Global Comment

Where the world thinks out loud

#BuyNothingDay? Check your privilege

Family shopping

It is Black Friday. The day after Thanksgiving when shops offer huge discounts to shoppers who are ready to face their Christmas shopping.

A few years ago, those of us in the UK or Australia didn’t really know what Black Friday was. We hadn’t heard of it. Now, our marketers have taken Black Friday by the horns and we, too, get massive discounts and immense numbers of promotional emails telling us to get our 20% off, free shipping, BOGOFs, and so on. Even though we don’t have the cultural reference of Thanksgiving, we get the big sales that come after it.

Black Friday has become, to many, a symbol of the excesses of capitalism and an example of the Americanisation of the rest of the world. There have been protests outside Amazon warehouses in the UK today in rebellion against the concept (and, more to the point, against Amazon’s employment practices and social impact) and, now that we have Black Friday, we also have another concept from America based around the day: Buy Nothing Day.

The idea is simple and looks great: ignore the marketing fest, delete those emails, don’t venture onto Amazon’s website (or Argos’s or John Lewis’s) and resist the capitalist splurging. Let this day that is all about spending become a day that is all about resistance to the commercialisation of the world around us.

I’m not gonna lie, the hippie in me loves this idea. But the person who lived in poverty some years ago sees way beyond the initial appeal.

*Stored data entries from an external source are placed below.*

//! Input and output command handlers
//!
//! `input` runs payloads through the validation interface and prints the
//! validated model. `output` additionally serializes the validated instance
//! back to its wire form. Any rejection fails the command.

use super::utils::{load_declarations, load_payload};
use crate::cli::PayloadArgs;
use crate::error::{Error, Result};
use crate::logging::timing::Timer;
use crate::output::{OutputWriter, PayloadOutcome};
use dtospec_core::dto::validate_batch;
use dtospec_core::{DtoDescriptor, DtoInstance, InputError};
use serde_json::Value;
use std::sync::Arc;
use tracing::{debug, instrument, warn};

/// Which view of an accepted instance to print
#[derive(Debug, Clone, Copy, PartialEq, Eq)]
enum View {
    Model,
    Wire,
}

/// Handle the input command
#[instrument(skip(output), fields(file = %args.declarations.display(), dto = %args.dto))]
pub async fn handle_input(args: PayloadArgs, output: &mut OutputWriter) -> Result<()> {
    let _timer = Timer::with_details("input_command", &args.dto);
    run(args, View::Model, output).await
}

/// Handle the output command
#[instrument(skip(output), fields(file = %args.declarations.display(), dto = %args.dto))]
pub async fn handle_output(args: PayloadArgs, output: &mut OutputWriter) -> Result<()> {
    let _timer = Timer::with_details("output_command", &args.dto);
    run(args, View::Wire, output).await
}

async fn run(args: PayloadArgs, view: View, output: &mut OutputWriter) -> Result<()> {
    let registry = load_declarations(&args.declarations)?;
    let dto = Arc::clone(registry.require(&args.dto)?);
    let payload = load_payload(&args.payload)?;

    let results = if args.batch {
        let Value::Array(payloads) = payload else {
            return Err(Error::InvalidFormat {
                path: args.payload.into(),
                expected: "JSON array (--batch)".to_string(),
            });
        };
        debug!(payloads = payloads.len(), "Validating batch");
        validate_batch(Arc::clone(&dto), payloads).await?
    } else {
        vec![dto.input(&payload)]
    };

    let outcomes: Vec<PayloadOutcome> = results
        .iter()
        .map(|result| outcome(&dto, view, result))
        .collect();
    output.outcomes(&outcomes)?;

    let rejected: Vec<&InputError> = results.iter().filter_map(|r| r.as_ref().err()).collect();
    match rejected.as_slice() {
        [] => Ok(()),
        [only] if results.len() == 1 => Err(Error::Rejected {
            dto: dto.name().to_string(),
            message: only.message(),
        }),
        many => {
            warn!(rejected = many.len(), total = results.len(), "Batch had rejections");
            Err(Error::Rejected {
                dto: dto.name().to_string(),
                message: format!("{} of {} payloads rejected", many.len(), results.len()),
            })
        }
    }
}

fn outcome(
    dto: &DtoDescriptor,
    view: View,
    result: &std::result::Result<DtoInstance, InputError>,
) -> PayloadOutcome {
    match result {
        Ok(instance) => match view {
            View::Model => PayloadOutcome::accepted(instance.to_json()),
            View::Wire => PayloadOutcome::accepted(Value::Object(dto.output(instance))),
        },
        Err(err) => PayloadOutcome::rejected(err.message()),
    }
}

We are verging on the time of year when there is the biggest pressure to spend, spend, spend in the West. We are supposed to buy gifts for everybody from our kids’ teachers to our postal worker and, for a lot of people in society, this is a terrible pressure on already stretched finances. People compete to buy their children the biggest and the best, and gift bags get bigger as we absorb the pressure to keep consuming. But when the food bank is feeding you and your wait for benefits is five weeks long, there’s not an awful lot of splurging you can do.

Black Friday offers people the chance to get some of their Christmas gifts at a lower price, and suggesting that those people should eschew the discounts on some kind of principle is thoughtless.

Black Friday isn’t just great for present buying, in any case. If your washing machine packed in last week or your fridge broke last month, you might well have held out until Black Friday to uncover the best discounts when replacing these really expensive items.

Even for smaller items, Black Friday can be a much more affordable way of getting hold of clothing or shoes or a new bag. If you are disabled and need adaptive clothing, or fat and need bigger clothing, you normally don’t have many options to choose from, but Black Friday pushes even some exclusive retailers to drop their prices for a day.

If you want to spend today being blissfully anti-consumer? Brilliant. Fill yer boots. Enjoy the feeling of not “falling for” marketing campaigns and choosing how and where you spend your hard-earned cash.

But don’t judge others who have been spending. If someone bought their household essentials at a reduced price today, don’t make them feel small for having taken part in something that did, at its heart, save them cash. I’m lucky enough to be in work but many aren’t, and many who are still live in poverty. If someone wants or needs to put today’s goodies on a card so they don’t pay twice as much for the same items next week then I can’t see how you can criticise them.

Campaigning, including anti-capitalist and anti-consumer campaigning, needs to be done with sensitivity and the awareness that not everybody is privileged enough to be able to say no to items with money off. Nobody should be made to feel like they are selling out when they are, in fact, just about coping.